A presença de elevados níveis de estrogénio materno, nas primeiras 6 semanas de vida, desencadeiam um aumento do ácido hialurónico que altera a elasticidade da cartilagem e do tecido conjuntivo.10,12Posteriormente, foram realizados vários estudos preconizando a utilização do NAM nas primeiras duas semanas de vida.13Nos casos clínicos relatados, verificou‑se a eficácia do NAM na reorganização dos processos alveolares, promovendo a sua aproximação e orientação, assim como a projeção e alinhamento da cartilagem nasal.

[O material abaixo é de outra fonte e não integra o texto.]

#[async_trait]
impl FleetBackend for AwsBackend {
    fn name(&self) -> &str {
        PROVIDER
    }

    async fn list_groups(&self, kind: GroupKind) -> FleetResult<Vec<GroupName>> {
        let names: BTreeSet<GroupName> = self
            .describe(kind, None)
            .await?
            .into_iter()
            .map(|n| n.group)
            .collect();
        Ok(names.into_iter().collect())
    }

    async fn list_nodes(&self, group: &GroupId) -> FleetResult<Vec<NodeNo>> {
        let nodes: Vec<NodeNo> = self.group_nodes(group).await?.into_keys().collect();
        if nodes.is_empty() {
            return Err(FleetError::not_found(group.kind.as_str(), group.name.to_string()));
        }
        Ok(nodes)
    }

    async fn describe_nodes(&self, kind: GroupKind) -> FleetResult<Vec<Node>> {
        Ok(self.describe(kind, None).await?)
    }

    async fn list_templates(&self) -> FleetResult<Vec<Template>> {
        let region = self.cli.region().to_string();
        Ok(self
            .template_images()
            .await?
            .iter()
            .filter_map(|i| image_to_template(i, &region))
            .collect())
    }

    async fn create_template(&self, spec: &TemplateSpec) -> FleetResult<Template> {
        Ok(self.build_template(spec).await?)
    }

    async fn destroy_template(&self, key: &TemplateKey) -> FleetResult<()> {
        let image = self
            .find_template(key)
            .await?
            .ok_or_else(|| FleetError::not_found("template", key.to_string()))?;
        tracing::info!(image = %image.image_id, template = %key, "deregistering template");
        self.cli
            .run(&["ec2", "deregister-image", "--image-id", &image.image_id])
            .await
            .map_err(AwsError::from)?;
        for snapshot in image
            .block_device_mappings
            .iter()
            .filter_map(|m| m.ebs.as_ref()?.snapshot_id.clone())
        {
            ignore_not_found(
                self.cli
                    .run(&["ec2", "delete-snapshot", "--snapshot-id", &snapshot])
                    .await,
            )?;
        }
        Ok(())
    }

    async fn list_firewalls(&self) -> FleetResult<Vec<FirewallRule>> {
        Ok(self
            .security_groups()
            .await?
            .security_groups
            .iter()
            .map(security_group_to_firewall)
            .collect())
    }

    async fn create_firewall(&self, spec: &FirewallSpec) -> FleetResult<()> {
        let permissions = spec
            .allow_ports
            .iter()
            .map(|p| ingress_permission(p, &spec.source_ranges))
            .collect::<FleetResult<Vec<_>>>()?;
        let existing = self.security_groups().await?;
        if existing.security_groups.iter().any(|g| g.group_name == spec.name) {
            return Err(FleetError::validation(format!(
                "security group '{}' already exists",
                spec.name
            )));
        }

        let mut tags = BTreeMap::new();
        tags.insert(TAG_MANAGED.to_string(), "true".to_string());
        tags.insert(TAG_OWNER.to_string(), spec.owner.clone());
        tags.insert(TAG_NAME.to_string(), spec.name.clone());
        let tag_spec = tag_specification(&["security-group"], &tags);
        let description = format!("fleetlab firewall {}", spec.name);

        let mut args = vec![
            "ec2",
            "create-security-group",
            "--group-name",
            spec.name.as_str(),
            "--description",
            description.as_str(),
            "--tag-specifications",
            tag_spec.as_str(),
        ];
        if let Some(vpc) = &spec.network {
            args.extend(["--vpc-id", vpc.as_str()]);
        }
        tracing::info!(name = %spec.name, "creating security group");
        let created: CreateSecurityGroup = self.cli.run_json(&args).await?;

        if !permissions.is_empty() {
            let permissions = serde_json::to_string(&permissions).map_err(AwsError::from)?;
            self.cli
                .run(&[
                    "ec2",
                    "authorize-security-group-ingress",
                    "--group-id",
                    &created.group_id,
                    "--ip-permissions",
                    &permissions,
                ])
                .await
                .map_err(AwsError::from)?;
        }
        Ok(())
    }

    async fn delete_firewall(&self, name: &str) -> FleetResult<()> {
        let group = self
            .security_groups()
            .await?
            .security_groups
            .into_iter()
            .find(|g| g.group_name == name || g.group_id == name)
            .ok_or_else(|| FleetError::not_found("security group", name))?;
        tracing::info!(name = %name, id = %group.group_id, "deleting security group");
        self.cli
            .run(&["ec2", "delete-security-group", "--group-id", &group.group_id])
            .await
            .map_err(AwsError::from)?;
        Ok(())
    }

    async fn list_subnets(&self) -> FleetResult<Vec<Subnet>> {
        let subnets: DescribeSubnets = self.cli.run_json(&["ec2", "describe-subnets"]).await?;
        let vpcs: DescribeVpcs = self.cli.run_json(&["ec2", "describe-vpcs"]).await?;
        Ok(to_subnets(&subnets.subnets, &vpcs.vpcs))
    }

    async fn list_volumes(&self) -> FleetResult<Vec<Volume>> {
        Ok(self
            .file_systems()
            .await?
            .iter()
            .filter_map(file_system_to_volume)
            .collect())
    }

    async fn create_volume(&self, spec: &VolumeSpec) -> FleetResult<Volume> {
        if self
            .file_systems()
            .await?
            .iter()
            .filter_map(file_system_to_volume)
            .any(|v| v.name == spec.name)
        {
            return Err(FleetError::validation(format!("volume '{}' already exists", spec.name)));
        }
        if spec.size_gb.is_some() {
            tracing::debug!(volume = %spec.name, "EFS volumes grow on demand; size ignored");
        }

        let mut tags = spec.tags.clone();
        tags.insert(TAG_MANAGED.to_string(), "true".to_string());
        tags.insert(TAG_VOLUME.to_string(), "true".to_string());
        tags.insert(TAG_OWNER.to_string(), spec.owner.clone());
        tags.insert(TAG_EXPIRES.to_string(), spec.expires.to_tag());
        tags.insert(TAG_NAME.to_string(), spec.name.clone());
        let tags = tags_json(&tags);

        let mut args = vec![
            "efs",
            "create-file-system",
            "--creation-token",
            spec.name.as_str(),
            "--encrypted",
            "--tags",
            tags.as_str(),
        ];
        if let Some(zone) = &spec.zone {
            args.extend(["--availability-zone-name", zone.as_str()]);
        }
        tracing::info!(volume = %spec.name, "creating EFS volume");
        let created: FileSystem = self.cli.run_json(&args).await?;
        file_system_to_volume(&created).ok_or_else(|| {
            FleetError::backend(PROVIDER, format!("volume '{}' was created without its tags", spec.name))
        })
    }

    async fn delete_volume(&self, name: &str) -> FleetResult<()> {
        Ok(self.remove_volume(name).await?)
    }

    async fn tag_volume(&self, name: &str, key: &str, value: &str) -> FleetResult<()> {
        let fs = self.find_volume(name).await?;
        let tags = serde_json::to_string(&[Tag {
            key: key.to_string(),
            value: value.to_string(),
        }])?;
        self.cli
            .run(&["efs", "tag-resource", "--resource-id", &fs.file_system_id, "--tags", &tags])
            .await
            .map_err(AwsError::from)?;
        Ok(())
    }

    async fn expiry_system(&self) -> FleetResult<Vec<ExpirySystemRecord>> {
        Ok(expiry::inspect(&self.cli).await?.into_iter().collect())
    }

    async fn install_expiry_system(&self, spec: &ExpirySystemSpec) -> FleetResult<()> {
        let package = spec.source.as_deref().ok_or_else(|| {
            FleetError::validation("the AWS expiry system needs a function package (expiry.aws_function_package)")
        })?;
        let cli = self.expiry_cli(spec.region.as_deref());
        Ok(expiry::install(&cli, spec.interval_minutes, package).await?)
    }

    async fn remove_expiry_system(&self, region: Option<&str>) -> FleetResult<()> {
        Ok(expiry::remove(&self.expiry_cli(region)).await?)
    }

    async fn set_expiry_frequency(&self, interval_minutes: u32) -> FleetResult<()> {
        Ok(expiry::set_frequency(&self.cli, interval_minutes).await?)
    }

    async fn deploy_group(&self, request: &DeployRequest) -> FleetResult<()> {
        Ok(self.deploy(request).await?)
    }

    async fn start_group(&self, group: &GroupId, nodes: &[NodeNo]) -> FleetResult<()> {
        let ids = self.instance_ids(group, nodes).await?;
        if ids.is_empty() {
            return Ok(());
        }
        let mut args = vec!["ec2", "start-instances", "--instance-ids"];
        args.extend(ids.iter().map(String::as_str));
        self.cli.run(&args).await.map_err(AwsError::from)?;

        let mut wait = vec!["ec2", "wait", "instance-running", "--instance-ids"];
        wait.extend(ids.iter().map(String::as_str));
        self.cli.run(&wait).await.map_err(AwsError::from)?;
        tracing::info!(group = %group, count = ids.len(), "instances running");
        Ok(())
    }

    async fn stop_group(&self, group: &GroupId, nodes: &[NodeNo]) -> FleetResult<()> {
        let ids = self.instance_ids(group, nodes).await?;
        if ids.is_empty() {
            return Ok(());
        }
        let mut args = vec!["ec2", "stop-instances", "--instance-ids"];
        args.extend(ids.iter().map(String::as_str));
        self.cli.run(&args).await.map_err(AwsError::from)?;

        let mut wait = vec!["ec2", "wait", "instance-stopped", "--instance-ids"];
        wait.extend(ids.iter().map(String::as_str));
        self.cli.run(&wait).await.map_err(AwsError::from)?;
        tracing::info!(group = %group, count = ids.len(), "instances stopped");
        Ok(())
    }

    async fn destroy_group(&self, group: &GroupId, nodes: &[NodeNo], force: bool) -> FleetResult<()> {
        let existing = self.group_nodes(group).await?;
        let targets: Vec<&Node> = nodes.iter().filter_map(|n| existing.get(n)).collect();
        if !force && let Some(running) = targets.iter().find(|n| n.state.is_running()) {
            return Err(FleetError::validation(format!(
                "{} node {} is running",
                group, running.node_no
            )));
        }
        if targets.is_empty() {
            return Ok(());
        }

        for node in &targets {
            self.cli
                .run(&[
                    "ec2",
                    "modify-instance-attribute",
                    "--instance-id",
                    &node.instance_id,
                    "--no-disable-api-termination",
                ])
                .await
                .map_err(AwsError::from)?;
        }
        let mut args = vec!["ec2", "terminate-instances", "--instance-ids"];
        args.extend(targets.iter().map(|n| n.instance_id.as_str()));
        self.cli.run(&args).await.map_err(AwsError::from)?;
        tracing::info!(group = %group, count = targets.len(), "instances terminated");
        Ok(())
    }

    async fn node_ip_map(&self, group: &GroupId, internal: bool) -> FleetResult<BTreeMap<NodeNo, String>> {
        Ok(self
            .group_nodes(group)
            .await?
            .into_iter()
            .filter_map(|(no, node)| {
                let ip = if internal {
                    node.private_ip.clone()
                } else {
                    node.reachable_ip().map(str::to_string)
                };
                ip.map(|ip| (no, ip))
            })
            .collect())
    }

    async fn run_commands(
        &self,
        group: &GroupId,
        commands: &[Vec<String>],
        nodes: &[NodeNo],
    ) -> std::result::Result<Vec<NodeOutput>, RunFailure> {
        let hosts = match self.hosts(group, nodes).await {
            Ok(hosts) => hosts,
            Err(e) => {
                return Err(RunFailure {
                    group: group.name.to_string(),
                    node: nodes.first().copied().unwrap_or_default(),
                    outputs: Vec::new(),
                    source: e.into(),
                });
            }
        };
        run_on_hosts(&self.ssh(), group.name.as_str(), commands, &hosts).await
    }

    async fn copy_files(&self, group: &GroupId, files: &[FileUpload], nodes: &[NodeNo]) -> FleetResult<()> {
        let hosts = self.hosts(group, nodes).await?;
        upload_to_hosts(&self.ssh(), group, files, &hosts).await
    }

    async fn copy_stream(&self, group: &GroupId, stream: &mut FileStream, nodes: &[NodeNo]) -> FleetResult<()> {
        let hosts = self.hosts(group, nodes).await?;
        stream_to_hosts(&self.ssh(), group, stream, &hosts).await
    }

    async fn copy_from_node(&self, group: &GroupId, node: NodeNo, path: &str) -> FleetResult<Vec<u8>> {
        let (_, host) = self
            .hosts(group, &[node])
            .await?
            .into_iter()
            .next()
            .ok_or_else(|| FleetError::not_found("node", format!("{} node {}", group, node)))?;
        self.ssh().download(&host, path).await
    }

    async fn attach_and_run(
        &self,
        group: &GroupId,
        node: NodeNo,
        args: &[String],
        interactive: bool,
    ) -> FleetResult<Vec<u8>> {
        let hosts = self.hosts(group, &[node]).await?;
        let Some((_, host)) = hosts.first() else {
            return Err(FleetError::not_found("node", format!("{} node {}", group, node)));
        };
        let args = if args.is_empty() {
            vec!["bash".to_string(), "-l".to_string()]
        } else {
            args.to_vec()
        };
        self.ssh().attach(host, &args, interactive).await
    }

    async fn is_system_arm(&self, instance_type: &str) -> FleetResult<bool> {
        Ok(self.instance_type_is_arm(instance_type).await?)
    }

    async fn set_label(&self, group: &GroupId, key: &str, value: &str) -> FleetResult<()> {
        let ids: Vec<String> = self
            .group_nodes(group)
            .await?
            .into_values()
            .map(|n| n.instance_id)
            .collect();
        if ids.is_empty() {
            return Err(FleetError::not_found(group.kind.as_str(), group.name.to_string()));
        }
        let mut tags = BTreeMap::new();
        tags.insert(key.to_string(), value.to_string());
        Ok(self.create_tags(&ids, &tags).await?)
    }

    async fn set_group_expiry(&self, group: &GroupId, expiry: Expiry, nodes: &[NodeNo]) -> FleetResult<()> {
        let ids = self.instance_ids(group, nodes).await?;
        if ids.is_empty() {
            return Ok(());
        }
        let mut tags = BTreeMap::new();
        tags.insert(TAG_EXPIRES.to_string(), expiry.to_tag());
        Ok(self.create_tags(&ids, &tags).await?)
    }
}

Outras das vantagens do NAM é evitar o posicionamento da língua na zona da fenda, permitindo normalizar o crescimento e o desenvolvimento do terço médio da face.11A aproximação e o alinhamento central dos segmentos labiais, prévia à cirurgia, permite o reposicionamento da base alar, reduzindo simultaneamente a tensão dos tecidos aquando do procedimento cirúrgico. Desta forma, é possível obter resultados mais preditivos com menor formação de tecido cicatricial, prevenindo o colapso pós‑
cirúrgico e o desenvolvimento de mordida cruzada.14,15São descritas na bibliografia científica outras vantagens, como a redução do número de intervenções cirúrgicas para revisão do tecido cicatricial, fístulas oro‑nasais e deformidades nasais e/ou labiais.15 Outra vantagem desta técnica, ao permitir o melhor alinhamento dos segmentos alveolares, é contribuir para o desenvolvimento de melhores pontes ósseas alveolares, diminuindo assim a necessidade de enxertos ósseos secundários e, aumentando a probabilidade dos dentes erupcionarem na posição correta e com suporte periodontal adequado.15,16Relativamente às cirurgias adicionais realizadas habitualmente nestes doentes, alguns autores reportaram que 60% dos pacientes submetidos ao tratamento com NAM e queiloplastia não necessitam de enxerto ósseo secundário na área da fenda.17
A adição do stent nasal ao NAM permite a projeção da ponta do nariz e promove o alongamento não cirúrgico da columela, melhorando assim a convexidade e simetria nasal, com resultados estáveis a longo prazo.11,14,18,19A um ano de idade, a largura, altura e ângulo da columela apresentam menor recidiva, quando comparados com bebés que foram submetidos aos mesmos procedimentos cirúrgicos mas que não usaram pré‑terapia com NAM.20
Em termos funcionais, o selamento da comunicação oro‑nasal pela aplicação do NAM, diminui o risco de aspiração e regurgitação nasal, melhorando a capacidade de respiração nasal bem como a toma de alimentação. Há também referência que a optimização da função e do posicionamento lingual podem promover melhorias em termos fonéticos.11
Do ponto de vista socioeconómico, também se verificam vantagens com o recurso a este protocolo a longo prazo, nomeadamente um menor número de hospitalizações e tempo de hospitalização, redução de tratamentos ortodônticos mais complexos e da necessidade de cirurgia ortognática na adolescência e adultícea.13,14
A introdução do tratamento pré‑cirúrgico com o NAM nas crianças com FLP, permite melhorar os resultados cirúrgicos com consequente melhoria estética e funcional, acompanhada do impacto positivo do ponto de vista socioeconómico.
Por último, a primeira cirurgia para correção da FLP é a melhor oportunidade para a obtenção de um resultado estético desejável e duradouro, diminuindo o estigma da fenda, e contribuindo para um correto desenvolvimento psicológico e interação social destas crianças.